If we need to adjust other values, like the collection interval, you can do it by changing the interval value. For example, I don’t need the data every 10 seconds, so I changed it to 1 minute.

Now we come to the moment of truth! We are going to install the Helm Chart and see if everything works as expected. Depending on your K3s configuration, you might need to pass the cluster configuration as a KUBECONFIG environment variable.

$  export KUBECONFIG=/etc/rancher/k3s/k3s.yaml

Once that’s done, we’re going to add the Awesome-Helm-Charts repo.

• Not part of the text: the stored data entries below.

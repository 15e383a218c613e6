//! 欄位驗證

use crate::{BomError, Result};

/// 名稱最短長度（字元）
pub const NAME_MIN_CHARS: usize = 2;

/// 名稱最長長度（字元）
pub const NAME_MAX_CHARS: usize = 200;

/// 產品描述最長長度（字元）
pub const DESCRIPTION_MAX_CHARS: usize = 500;

/// 驗證物料名稱清單：至少一個名稱，每個名稱 2..=200 字元
pub fn validate_names(names: &[String]) -> Result<()> {
    if names.is_empty() {
        return Err(BomError::MustBeFilled("至少需要一個名稱".to_string()));
    }
    for name in names {
        validate_name_length(name)?;
    }
    Ok(())
}

/// 驗證單一名稱長度
pub fn validate_name_length(name: &str) -> Result<()> {
    let len = name.chars().count();
    if !(NAME_MIN_CHARS..=NAME_MAX_CHARS).contains(&len) {
        return Err(BomError::IncorrectValue(format!(
            "名稱長度必須介於 {} 到 {} 字元: {:?}",
            NAME_MIN_CHARS, NAME_MAX_CHARS, name
        )));
    }
    Ok(())
}

/// 驗證必填名稱
pub fn validate_required(field: &str, value: &str) -> Result<()> {
    if value.trim().is_empty() {
        return Err(BomError::MustBeFilled(field.to_string()));
    }
    Ok(())
}

/// 驗證描述長度
pub fn validate_description(description: &str) -> Result<()> {
    if description.chars().count() > DESCRIPTION_MAX_CHARS {
        return Err(BomError::IncorrectValue(format!(
            "描述過長（上限 {} 字元）",
            DESCRIPTION_MAX_CHARS
        )));
    }
    Ok(())
}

$ helm repo add awesome-helm-charts https://xe-nvdk.github.io/awesome-helm-charts/

Then we update the content of the repos that we configured.

$ helm repo update

Finally, we’ll install the repo, passing it the configuration we just modified in the values.yaml file

$ helm upgrade --install telegraf-ds-k3s -f values.yaml awesome-helm-charts/telegraf-ds-k3s

The terminal should return something similar to this:

Release "telegraf-ds-k3s" does not exist. Installing it now.
NAME: telegraf-ds-k3s
LAST DEPLOYED: Fri Jun 25 22:47:22 2021
NAMESPACE: default
STATUS: deployed
REVISION: 1
TEST SUITE: None
NOTES:
To open a shell session in the container running Telegraf run the following:

- kubectl exec -i -t --namespace default $(kubectl get pods --namespace default -l app.kubernetes.io/name=telegraf-ds -o jsonpath='{.items[0].metadata.name}') /bin/sh

To tail the logs for a Telegraf pod in the Daemonset run the following:

- kubectl logs -f --namespace default $(kubectl get pods --namespace default -l app.kubernetes.io/name=telegraf-ds -o jsonpath='{ .items[0].metadata.name }')

To list the running Telegraf instances run the following:

- kubectl get pods --namespace default -l app.kubernetes.io/name=telegraf-ds -w

This output shows that the Helm chart deployed successfully. Keep in mind that this is a DaemonSet, which automatically installs the Helm Chart on each of the nodes in this cluster.

To check that everything is running properly use the following command:

$ kubectl get pods

We see that our pod is alive and kicking.

NAME                    READY   STATUS    RESTARTS   AGE
telegraf-ds-k3s-w8qhc   1/1     Running   0          2m29s

If you want to make sure that the log is working as expected, then run:

$ kubectl logs -f telegraf-ds-k3s-w8qhc

The terminal should output something like this:

2021-06-26T02:55:22Z I! Starting Telegraf 1.18.3
2021-06-26T02:55:22Z I! Using config file: /etc/telegraf/telegraf.conf
2021-06-26T02:55:22Z I! Loaded inputs: cpu disk diskio kernel kubernetes mem net processes swap system
2021-06-26T02:55:22Z I! Loaded aggregators:
2021-06-26T02:55:22Z I! Loaded processors:
2021-06-26T02:55:22Z I! Loaded outputs: influxdb_v2
2021-06-26T02:55:22Z I! Tags enabled: host=k3s-master
2021-06-26T02:55:22Z I! [agent] Config: Interval:10s, Quiet:false, Hostname:"k3s-master", Flush Interval:10s

Everything seems fine, but now comes the moment of truth. We go to our InfluxDB Cloud account, navigate to the Explore section, and we should see some measurements and, of course, some data when selecting the bucket.

navigate to the Explore section

As you can see, this process isn’t as complicated as it might seem. The Helm chart simplifies our lives and from now on we can see what is happening with our cluster using an external system.